WHAT TO PRODUCE: Your answer must be the lines of the entries below, exactly as written, from the first line through the line containing "use unicode_width::UnicodeWidthStr;".

DATA SHOWN:
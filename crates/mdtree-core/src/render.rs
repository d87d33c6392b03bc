//! Terminal painter for a [`VisualTree`].
//!
//! Node styles are expressed in pixels; [`CellMetrics`] converts them to terminal columns
//! and rows. Fonts become their modifier hint, underline decoration becomes
//! [`Modifier::UNDERLINED`] and positive letter spacing becomes [`Modifier::BOLD`].
use ratatui::buffer::Buffer;
use ratatui::layout::Rect;
use ratatui::style::Modifier;
use ratatui::style::Style;
use ratatui::text::Line;
use ratatui::text::Span;
use ratatui::widgets::Widget;
use unicode_width::UnicodeWidthStr;

use crate::tree::Length;
use crate::tree::LineBreakMode;
use crate::tree::Node;
use crate::tree::NodeId;
use crate::tree::NodeKind;
use crate::tree::NodeStyle;
use crate::tree::Run;
use crate::tree::RunStyle;
use crate::tree::TextDecoration;
use crate::tree::TreeSink;
use crate::tree::VisualTree;
use crate::wrapping::WrapMode;
use crate::wrapping::wrap_spans;

const BORDER_SYMBOL: &str = "▎";
const RULE_SYMBOL: &str = "─";

/// Size of one terminal cell in pixels.
#[derive(Clone, Copy, Debug, PartialEq, Eq)]
pub struct CellMetrics {
    pub col_px: u16,
    pub row_px: u16,
}

impl Default for CellMetrics {
    fn default() -> Self {
        Self {
            col_px: 8,
            row_px: 16,
        }
    }
}

impl CellMetrics {
    pub fn cols(&self, px: i32) -> u16 {
        px_to_cells(px, self.col_px)
    }

    pub fn rows(&self, px: i32) -> u16 {
        px_to_cells(px, self.row_px)
    }

    fn length_cols(&self, length: Length, available: u16) -> u16 {
        match length {
            Length::Px(px) => self.cols(px).min(available),
            Length::Percent(p) => ((available as u32 * p.min(100) as u32) / 100) as u16,
        }
    }
}

fn px_to_cells(px: i32, unit: u16) -> u16 {
    if px <= 0 || unit == 0 {
        return 0;
    }
    let unit = unit as u32;
    ((px as u32 + unit / 2) / unit).min(u16::MAX as u32) as u16
}

pub fn run_style(base: Style, style: &RunStyle) -> Style {
    let mut out = base;
    if let Some(font) = &style.font {
        out = out.add_modifier(font.modifier());
    }
    if let Some(color) = style.color {
        out = out.fg(color);
    }
    if style.decoration == Some(TextDecoration::Underline) {
        out = out.add_modifier(Modifier::UNDERLINED);
    }
    if style.letter_space.is_some_and(|ls| ls > 0) {
        out = out.add_modifier(Modifier::BOLD);
    }
    out
}

fn text_style(base: Style, style: &NodeStyle) -> Style {
    let mut out = base;
    if let Some(font) = &style.font {
        out = out.add_modifier(font.modifier());
    }
    if let Some(color) = style.color {
        out = out.fg(color);
    }
    out
}

/// Lays a subtree out into lines and paints it.
#[derive(Clone, Copy, Debug)]
pub struct TreeView<'t> {
    tree: &'t VisualTree,
    node: NodeId,
    metrics: CellMetrics,
    base: Style,
}

impl<'t> TreeView<'t> {
    pub fn new(tree: &'t VisualTree) -> Self {
        Self {
            tree,
            node: tree.root(),
            metrics: CellMetrics::default(),
            base: Style::default(),
        }
    }

    pub fn node(mut self, node: NodeId) -> Self {
        self.node = node;
        self
    }

    pub fn metrics(mut self, metrics: CellMetrics) -> Self {
        self.metrics = metrics;
        self
    }

    pub fn style(mut self, base: Style) -> Self {
        self.base = base;
        self
    }

    /// The children of the view's node laid out for `width` columns.
    pub fn lines(&self, width: u16) -> Vec<Line<'static>> {
        let mut out = Vec::new();
        self.layout_children(self.node, width, &mut out);
        out
    }

    fn layout_children(&self, id: NodeId, width: u16, out: &mut Vec<Line<'static>>) {
        for &child in self.tree.children(id) {
            let Some(node) = self.tree.node(child) else {
                continue;
            };
            if let Some(margin) = node.style().margin_top {
                let gap = self.metrics.rows(margin);
                out.extend((0..gap).map(|_| Line::default()));
            }
            self.layout_node(child, node, width, out);
        }
    }

    fn layout_node(&self, id: NodeId, node: &Node, width: u16, out: &mut Vec<Line<'static>>) {
        let style = node.style();
        let width = style
            .width
            .map(|w| self.metrics.length_cols(w, width))
            .unwrap_or(width);
        match node.kind() {
            NodeKind::Container if node.children().is_empty() && style.height.is_some() => {
                self.layout_bar(style, width, out);
            }
            NodeKind::Container => self.layout_container(id, style, width, out),
            NodeKind::TextBlock { mode, runs, .. } => {
                self.layout_text_block(style, *mode, runs, width, out);
            }
            NodeKind::Label { text } => self.layout_label(style, text, width, out),
        }
    }

    fn layout_bar(&self, style: &NodeStyle, width: u16, out: &mut Vec<Line<'static>>) {
        let rows = match style.height {
            Some(Length::Px(px)) => self.metrics.rows(px).max(1),
            _ => 1,
        };
        let mut bar = self.base;
        if let Some(color) = style.background {
            bar = bar.fg(color);
        }
        let symbol = RULE_SYMBOL.repeat(width as usize);
        out.extend((0..rows).map(|_| Line::from(Span::styled(symbol.clone(), bar))));
    }

    fn layout_container(
        &self,
        id: NodeId,
        style: &NodeStyle,
        width: u16,
        out: &mut Vec<Line<'static>>,
    ) {
        let pad = style.padding_or_default();
        let border_cols = u16::from(style.border.is_some_and(|b| b.width > 0));
        let pad_left = self.metrics.cols(pad.left);
        let pad_right = self.metrics.cols(pad.right);
        let inner_w = width
            .saturating_sub(border_cols + pad_left + pad_right)
            .max(1);

        let mut inner = Vec::new();
        inner.extend((0..self.metrics.rows(pad.top)).map(|_| Line::default()));
        self.layout_children(id, inner_w, &mut inner);
        inner.extend((0..self.metrics.rows(pad.bottom)).map(|_| Line::default()));

        let fill = style.background.map(|bg| Style::default().bg(bg));
        for line in inner {
            let mut spans: Vec<Span<'static>> = Vec::new();
            if let Some(border) = style.border.filter(|b| b.width > 0) {
                spans.push(Span::styled(BORDER_SYMBOL, self.base.fg(border.color)));
            }
            if pad_left > 0 {
                spans.push(Span::raw(" ".repeat(pad_left as usize)));
            }
            let used = line.width();
            spans.extend(line.spans);
            if fill.is_some() {
                let rest = (inner_w as usize).saturating_sub(used) + pad_right as usize;
                spans.push(Span::raw(" ".repeat(rest)));
            }
            if let Some(fill) = fill {
                let start = usize::from(border_cols);
                for span in spans.iter_mut().skip(start) {
                    span.style = fill.patch(span.style);
                }
            }
            out.push(Line::from(spans));
        }
    }

    fn layout_text_block(
        &self,
        style: &NodeStyle,
        mode: LineBreakMode,
        runs: &[Run],
        width: u16,
        out: &mut Vec<Line<'static>>,
    ) {
        let base = text_style(self.base, style);
        let spans = runs
            .iter()
            .map(|run| Span::styled(run.text().to_string(), run_style(base, run.style())))
            .collect::<Vec<_>>();
        let pad = style.padding_or_default();
        let pad_left = self.metrics.cols(pad.left);
        let inner_w = width
            .saturating_sub(pad_left + self.metrics.cols(pad.right))
            .max(1);
        let wrap = match mode {
            LineBreakMode::Break => WrapMode::Word,
        };
        let gap = style.line_space.map(|px| self.metrics.rows(px)).unwrap_or(0);
        for (i, line) in wrap_spans(&spans, inner_w, wrap).into_iter().enumerate() {
            if i > 0 {
                out.extend((0..gap).map(|_| Line::default()));
            }
            out.push(indent(line, pad_left));
        }
    }

    fn layout_label(&self, style: &NodeStyle, text: &str, width: u16, out: &mut Vec<Line<'static>>) {
        let base = text_style(self.base, style);
        let spans = [Span::styled(text.to_string(), base)];
        out.extend(wrap_spans(&spans, width, WrapMode::None));
    }
}

fn indent(line: Line<'static>, cols: u16) -> Line<'static> {
    if cols == 0 {
        return line;
    }
    let mut spans = Vec::with_capacity(line.spans.len() + 1);
    spans.push(Span::raw(" ".repeat(cols as usize)));
    spans.extend(line.spans);
    Line::from(spans)
}

impl Widget for TreeView<'_> {
    fn render(self, area: Rect, buf: &mut Buffer) {
        if area.width == 0 || area.height == 0 {
            return;
        }
        let lines = self.lines(area.width);
        for (dy, line) in lines.iter().take(area.height as usize).enumerate() {
            buf.set_line(area.x, area.y + dy as u16, line, area.width);
        }
    }
}

/// Widest line, in columns.
pub fn content_width(lines: &[Line<'_>]) -> usize {
    lines
        .iter()
        .map(|l| {
            l.spans
                .iter()
                .map(|s| UnicodeWidthStr::width(s.content.as_ref()))
                .sum::<usize>()
        })
        .max()
        .unwrap_or(0)
}

#[cfg(test)]
mod tests {
    use super::*;
    use crate::tree::Border;
    use crate::tree::Padding;
    use ratatui::style::Color;

    fn plain(lines: &[Line<'_>]) -> Vec<String> {
        lines
            .iter()
            .map(|l| {
                l.spans
                    .iter()
                    .map(|s| s.content.as_ref())
                    .collect::<String>()
                    .trim_end()
                    .to_string()
            })
            .collect()
    }

    #[test]
    fn pixel_lengths_round_to_nearest_cell() {
        let m = CellMetrics::default();
        assert_eq!(m.cols(20), 3);
        assert_eq!(m.cols(3), 0);
        assert_eq!(m.rows(10), 1);
        assert_eq!(m.rows(4), 0);
        assert_eq!(m.rows(-5), 0);
    }

    #[test]
    fn paints_blocks_with_margins_and_indent() {
        let mut tree = VisualTree::new();
        let root = tree.root();
        let first = tree.create_text_block(root, LineBreakMode::Break).unwrap();
        tree.append_run(first, "First").unwrap();
        let second = tree.create_text_block(root, LineBreakMode::Break).unwrap();
        tree.append_run(second, "Second").unwrap();
        tree.set_node_style(
            second,
            NodeStyle {
                margin_top: Some(16),
                padding: Some(Padding::left(16)),
                ..NodeStyle::default()
            },
        )
        .unwrap();

        let lines = TreeView::new(&tree).lines(20);
        assert_eq!(plain(&lines), vec!["First", "", "  Second"]);
    }

    #[test]
    fn container_draws_left_border_and_padding() {
        let mut tree = VisualTree::new();
        let root = tree.root();
        let quote = tree.create_container(root).unwrap();
        tree.set_node_style(
            quote,
            NodeStyle {
                border: Some(Border {
                    color: Color::Gray,
                    width: 3,
                }),
                padding: Some(Padding::left(8)),
                ..NodeStyle::default()
            },
        )
        .unwrap();
        let para = tree.create_text_block(quote, LineBreakMode::Break).unwrap();
        tree.append_run(para, "quoted").unwrap();

        let lines = TreeView::new(&tree).lines(20);
        assert_eq!(plain(&lines), vec!["▎ quoted"]);
        assert_eq!(lines[0].spans[0].style.fg, Some(Color::Gray));
    }

    #[test]
    fn childless_fixed_height_container_paints_a_bar() {
        let mut tree = VisualTree::new();
        let rule = tree.create_container(tree.root()).unwrap();
        tree.set_node_style(
            rule,
            NodeStyle {
                height: Some(Length::Px(1)),
                background: Some(Color::DarkGray),
                ..NodeStyle::default()
            },
        )
        .unwrap();

        let lines = TreeView::new(&tree).lines(4);
        assert_eq!(plain(&lines), vec!["────"]);
    }

    #[test]
    fn label_keeps_lines_verbatim() {
        let mut tree = VisualTree::new();
        let code = tree.create_container(tree.root()).unwrap();
        tree.create_label(code, "fn main() {\n    body\n}").unwrap();

        let lines = TreeView::new(&tree).lines(40);
        assert_eq!(plain(&lines), vec!["fn main() {", "    body", "}"]);
    }

    #[test]
    fn run_styles_map_to_modifiers() {
        let style = run_style(
            Style::default(),
            &RunStyle {
                decoration: Some(TextDecoration::Underline),
                letter_space: Some(1),
                ..RunStyle::default()
            },
        );
        assert!(style.add_modifier.contains(Modifier::UNDERLINED));
        assert!(style.add_modifier.contains(Modifier::BOLD));
    }

    #[test]
    fn undecorated_run_keeps_the_block_style() {
        let base = Style::default().fg(Color::Blue);
        assert_eq!(run_style(base, &RunStyle::default()), base);
    }

    #[test]
    fn widget_renders_into_buffer() {
        let mut tree = VisualTree::new();
        let para = tree
            .create_text_block(tree.root(), LineBreakMode::Break)
            .unwrap();
        tree.append_run(para, "hi there").unwrap();

        let area = Rect::new(0, 0, 5, 2);
        let mut buf = Buffer::empty(area);
        TreeView::new(&tree).render(area, &mut buf);
        assert_eq!(buf, Buffer::with_lines(["hi   ", "there"]));
    }
}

OUTPUT:
filename crates/mdtree-core/src/render.rs
repository d87d33c6392b03bc
//! Terminal painter for a [`VisualTree`].
//!
//! Node styles are expressed in pixels; [`CellMetrics`] converts them to terminal columns
//! and rows. Fonts become their modifier hint, underline decoration becomes
//! [`Modifier::UNDERLINED`] and positive letter spacing becomes [`Modifier::BOLD`].
use ratatui::buffer::Buffer;
use ratatui::layout::Rect;
use ratatui::style::Modifier;
use ratatui::style::Style;
use ratatui::text::Line;
use ratatui::text::Span;
use ratatui::widgets::Widget;
use unicode_width::UnicodeWidthStr;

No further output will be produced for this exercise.